> **WORK ORDER**
In the following material, identify every line holding the string "undoing" and return it.

> **GIVEN DATA**
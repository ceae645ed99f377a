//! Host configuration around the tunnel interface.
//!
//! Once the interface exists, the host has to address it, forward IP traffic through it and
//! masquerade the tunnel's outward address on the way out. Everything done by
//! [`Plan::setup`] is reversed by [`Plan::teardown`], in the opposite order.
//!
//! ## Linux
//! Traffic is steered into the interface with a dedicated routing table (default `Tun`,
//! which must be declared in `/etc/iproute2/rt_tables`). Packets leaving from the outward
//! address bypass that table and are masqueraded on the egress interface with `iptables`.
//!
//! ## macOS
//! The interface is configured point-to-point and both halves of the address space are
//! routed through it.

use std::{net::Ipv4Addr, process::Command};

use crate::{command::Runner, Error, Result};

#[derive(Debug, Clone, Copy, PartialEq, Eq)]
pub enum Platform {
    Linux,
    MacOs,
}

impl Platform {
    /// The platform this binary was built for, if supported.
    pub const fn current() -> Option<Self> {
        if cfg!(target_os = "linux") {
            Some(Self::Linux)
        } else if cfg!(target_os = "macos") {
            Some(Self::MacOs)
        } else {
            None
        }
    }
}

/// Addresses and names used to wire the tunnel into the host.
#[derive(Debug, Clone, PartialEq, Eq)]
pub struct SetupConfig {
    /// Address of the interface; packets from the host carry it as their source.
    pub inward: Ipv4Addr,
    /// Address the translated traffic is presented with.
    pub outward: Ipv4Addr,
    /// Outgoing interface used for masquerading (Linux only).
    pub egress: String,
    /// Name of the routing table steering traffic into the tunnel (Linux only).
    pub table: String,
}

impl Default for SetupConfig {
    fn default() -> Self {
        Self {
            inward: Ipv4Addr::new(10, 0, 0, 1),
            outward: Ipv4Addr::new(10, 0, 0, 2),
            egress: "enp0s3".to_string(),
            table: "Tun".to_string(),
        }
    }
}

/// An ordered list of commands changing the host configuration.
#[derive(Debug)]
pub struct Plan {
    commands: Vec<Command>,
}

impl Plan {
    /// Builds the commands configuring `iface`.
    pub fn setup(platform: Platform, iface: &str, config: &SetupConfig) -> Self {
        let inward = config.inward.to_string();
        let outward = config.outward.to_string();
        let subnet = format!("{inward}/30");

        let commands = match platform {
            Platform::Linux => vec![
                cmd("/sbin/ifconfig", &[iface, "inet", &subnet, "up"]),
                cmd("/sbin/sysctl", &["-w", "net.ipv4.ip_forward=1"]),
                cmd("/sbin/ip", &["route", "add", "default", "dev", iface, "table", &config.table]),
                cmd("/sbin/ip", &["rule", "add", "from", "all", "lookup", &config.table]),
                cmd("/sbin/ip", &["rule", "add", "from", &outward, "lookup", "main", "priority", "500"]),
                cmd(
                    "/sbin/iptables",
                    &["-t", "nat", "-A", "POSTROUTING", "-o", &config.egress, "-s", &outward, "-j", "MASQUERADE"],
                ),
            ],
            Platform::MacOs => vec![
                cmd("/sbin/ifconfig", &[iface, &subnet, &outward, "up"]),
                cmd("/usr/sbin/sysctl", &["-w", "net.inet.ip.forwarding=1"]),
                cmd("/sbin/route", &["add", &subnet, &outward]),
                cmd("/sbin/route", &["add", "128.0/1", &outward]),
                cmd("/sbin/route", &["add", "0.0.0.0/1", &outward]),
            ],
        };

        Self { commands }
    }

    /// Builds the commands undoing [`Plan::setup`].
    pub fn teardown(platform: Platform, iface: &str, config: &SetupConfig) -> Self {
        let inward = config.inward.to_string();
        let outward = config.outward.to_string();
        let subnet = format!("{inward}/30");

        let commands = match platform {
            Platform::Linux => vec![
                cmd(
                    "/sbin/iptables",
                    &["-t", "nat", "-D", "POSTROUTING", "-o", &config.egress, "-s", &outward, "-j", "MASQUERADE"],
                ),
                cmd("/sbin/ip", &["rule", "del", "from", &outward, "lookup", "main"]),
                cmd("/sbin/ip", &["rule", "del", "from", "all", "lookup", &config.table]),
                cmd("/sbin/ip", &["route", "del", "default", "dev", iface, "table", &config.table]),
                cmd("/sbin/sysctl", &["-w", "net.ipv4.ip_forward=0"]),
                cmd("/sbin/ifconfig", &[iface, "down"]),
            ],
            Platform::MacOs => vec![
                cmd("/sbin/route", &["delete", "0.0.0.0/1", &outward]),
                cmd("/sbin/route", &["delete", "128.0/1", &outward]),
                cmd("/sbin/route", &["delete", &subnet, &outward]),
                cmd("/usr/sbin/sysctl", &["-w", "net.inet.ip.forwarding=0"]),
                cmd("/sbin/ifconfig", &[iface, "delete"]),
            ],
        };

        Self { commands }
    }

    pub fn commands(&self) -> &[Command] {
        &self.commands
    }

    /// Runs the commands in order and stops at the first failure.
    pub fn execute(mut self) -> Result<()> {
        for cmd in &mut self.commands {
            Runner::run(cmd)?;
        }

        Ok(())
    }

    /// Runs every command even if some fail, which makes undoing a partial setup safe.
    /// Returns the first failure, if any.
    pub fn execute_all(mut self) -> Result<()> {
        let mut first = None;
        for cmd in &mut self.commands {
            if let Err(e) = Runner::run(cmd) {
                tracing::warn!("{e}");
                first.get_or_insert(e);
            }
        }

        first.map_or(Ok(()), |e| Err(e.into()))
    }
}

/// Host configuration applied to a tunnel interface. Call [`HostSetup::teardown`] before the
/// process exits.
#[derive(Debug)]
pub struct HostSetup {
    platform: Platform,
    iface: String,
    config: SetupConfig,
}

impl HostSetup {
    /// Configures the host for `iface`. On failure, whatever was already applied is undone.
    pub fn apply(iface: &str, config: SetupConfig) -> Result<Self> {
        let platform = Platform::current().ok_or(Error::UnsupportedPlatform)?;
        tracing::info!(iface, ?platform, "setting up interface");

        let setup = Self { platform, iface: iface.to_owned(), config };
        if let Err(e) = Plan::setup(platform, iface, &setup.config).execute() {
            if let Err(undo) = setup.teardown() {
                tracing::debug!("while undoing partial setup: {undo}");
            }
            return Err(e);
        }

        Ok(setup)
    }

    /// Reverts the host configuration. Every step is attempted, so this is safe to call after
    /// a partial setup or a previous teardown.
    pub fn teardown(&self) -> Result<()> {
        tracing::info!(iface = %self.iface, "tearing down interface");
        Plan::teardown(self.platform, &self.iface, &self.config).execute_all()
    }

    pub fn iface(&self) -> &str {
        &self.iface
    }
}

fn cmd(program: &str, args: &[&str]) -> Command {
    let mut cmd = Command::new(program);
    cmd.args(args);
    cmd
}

==

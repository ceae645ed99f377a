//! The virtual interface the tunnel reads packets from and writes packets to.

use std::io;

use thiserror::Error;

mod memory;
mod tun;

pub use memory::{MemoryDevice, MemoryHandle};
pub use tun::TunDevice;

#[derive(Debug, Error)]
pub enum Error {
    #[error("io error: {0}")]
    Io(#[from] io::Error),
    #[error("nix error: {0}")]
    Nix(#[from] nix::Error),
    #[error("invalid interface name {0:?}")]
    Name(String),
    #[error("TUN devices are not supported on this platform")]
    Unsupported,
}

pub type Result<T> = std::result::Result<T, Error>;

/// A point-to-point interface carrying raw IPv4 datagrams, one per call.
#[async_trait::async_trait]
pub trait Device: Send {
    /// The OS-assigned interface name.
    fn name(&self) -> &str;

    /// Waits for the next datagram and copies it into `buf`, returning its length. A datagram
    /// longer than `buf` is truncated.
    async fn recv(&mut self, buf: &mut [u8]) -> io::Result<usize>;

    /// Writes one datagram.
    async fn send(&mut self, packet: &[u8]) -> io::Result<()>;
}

---

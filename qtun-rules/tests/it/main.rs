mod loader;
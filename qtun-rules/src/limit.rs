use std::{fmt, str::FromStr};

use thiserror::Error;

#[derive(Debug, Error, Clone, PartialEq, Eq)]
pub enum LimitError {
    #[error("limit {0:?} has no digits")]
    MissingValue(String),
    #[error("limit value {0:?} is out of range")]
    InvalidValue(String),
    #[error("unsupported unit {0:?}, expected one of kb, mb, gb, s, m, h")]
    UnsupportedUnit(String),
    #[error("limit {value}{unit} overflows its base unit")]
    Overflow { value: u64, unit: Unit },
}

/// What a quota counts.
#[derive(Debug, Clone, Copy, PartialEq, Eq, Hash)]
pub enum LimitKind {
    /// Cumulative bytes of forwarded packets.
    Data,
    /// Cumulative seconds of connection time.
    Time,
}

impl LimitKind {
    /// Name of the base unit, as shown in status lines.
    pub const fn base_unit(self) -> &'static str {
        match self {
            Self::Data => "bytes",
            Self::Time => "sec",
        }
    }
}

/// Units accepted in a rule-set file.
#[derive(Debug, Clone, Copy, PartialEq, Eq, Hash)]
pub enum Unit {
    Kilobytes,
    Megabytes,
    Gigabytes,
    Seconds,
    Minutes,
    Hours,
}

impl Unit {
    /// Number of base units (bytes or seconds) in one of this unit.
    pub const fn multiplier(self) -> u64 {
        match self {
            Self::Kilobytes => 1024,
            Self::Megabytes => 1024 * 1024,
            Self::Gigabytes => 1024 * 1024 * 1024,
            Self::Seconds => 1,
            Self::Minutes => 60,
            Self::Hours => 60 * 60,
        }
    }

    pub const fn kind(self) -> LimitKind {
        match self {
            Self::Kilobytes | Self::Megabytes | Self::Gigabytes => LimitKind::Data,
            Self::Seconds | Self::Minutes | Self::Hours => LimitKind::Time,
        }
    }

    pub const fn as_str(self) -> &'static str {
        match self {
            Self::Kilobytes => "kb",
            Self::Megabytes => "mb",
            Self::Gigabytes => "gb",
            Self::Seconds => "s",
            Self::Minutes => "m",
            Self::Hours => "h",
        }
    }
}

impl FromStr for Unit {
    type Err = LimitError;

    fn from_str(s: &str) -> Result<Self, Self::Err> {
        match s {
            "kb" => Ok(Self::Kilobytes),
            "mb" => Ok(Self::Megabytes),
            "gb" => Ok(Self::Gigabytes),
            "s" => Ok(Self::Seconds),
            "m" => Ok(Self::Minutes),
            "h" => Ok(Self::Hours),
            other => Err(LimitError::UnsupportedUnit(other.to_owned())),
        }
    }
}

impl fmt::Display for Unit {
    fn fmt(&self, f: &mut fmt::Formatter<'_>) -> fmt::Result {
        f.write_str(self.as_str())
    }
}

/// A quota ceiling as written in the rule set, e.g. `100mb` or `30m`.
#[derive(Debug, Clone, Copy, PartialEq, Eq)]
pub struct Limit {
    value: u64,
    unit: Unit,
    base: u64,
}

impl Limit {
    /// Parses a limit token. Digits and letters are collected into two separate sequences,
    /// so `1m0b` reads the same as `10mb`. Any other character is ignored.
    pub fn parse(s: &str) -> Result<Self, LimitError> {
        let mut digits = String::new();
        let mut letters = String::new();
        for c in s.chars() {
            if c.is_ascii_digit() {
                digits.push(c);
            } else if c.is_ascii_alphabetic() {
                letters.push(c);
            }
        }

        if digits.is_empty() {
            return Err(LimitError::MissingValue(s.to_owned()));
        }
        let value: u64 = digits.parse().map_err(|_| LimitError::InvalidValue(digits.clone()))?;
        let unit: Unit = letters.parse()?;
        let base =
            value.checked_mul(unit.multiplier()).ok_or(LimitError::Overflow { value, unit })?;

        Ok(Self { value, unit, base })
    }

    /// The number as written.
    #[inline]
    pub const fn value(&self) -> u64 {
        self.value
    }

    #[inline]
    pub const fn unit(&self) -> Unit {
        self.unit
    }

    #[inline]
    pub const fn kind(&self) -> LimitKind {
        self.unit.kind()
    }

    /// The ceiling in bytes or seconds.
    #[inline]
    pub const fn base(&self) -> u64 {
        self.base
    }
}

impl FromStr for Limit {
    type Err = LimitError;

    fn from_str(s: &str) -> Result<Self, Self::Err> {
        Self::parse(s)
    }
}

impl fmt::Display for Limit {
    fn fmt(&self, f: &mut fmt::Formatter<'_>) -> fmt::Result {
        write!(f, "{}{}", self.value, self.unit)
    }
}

> **WRITTEN SOLUTION**
    /// Builds the commands undoing [`Plan::setup`].
    /// Runs every command even if some fail, which makes undoing a partial setup safe.
                tracing::debug!("while undoing partial setup: {undo}");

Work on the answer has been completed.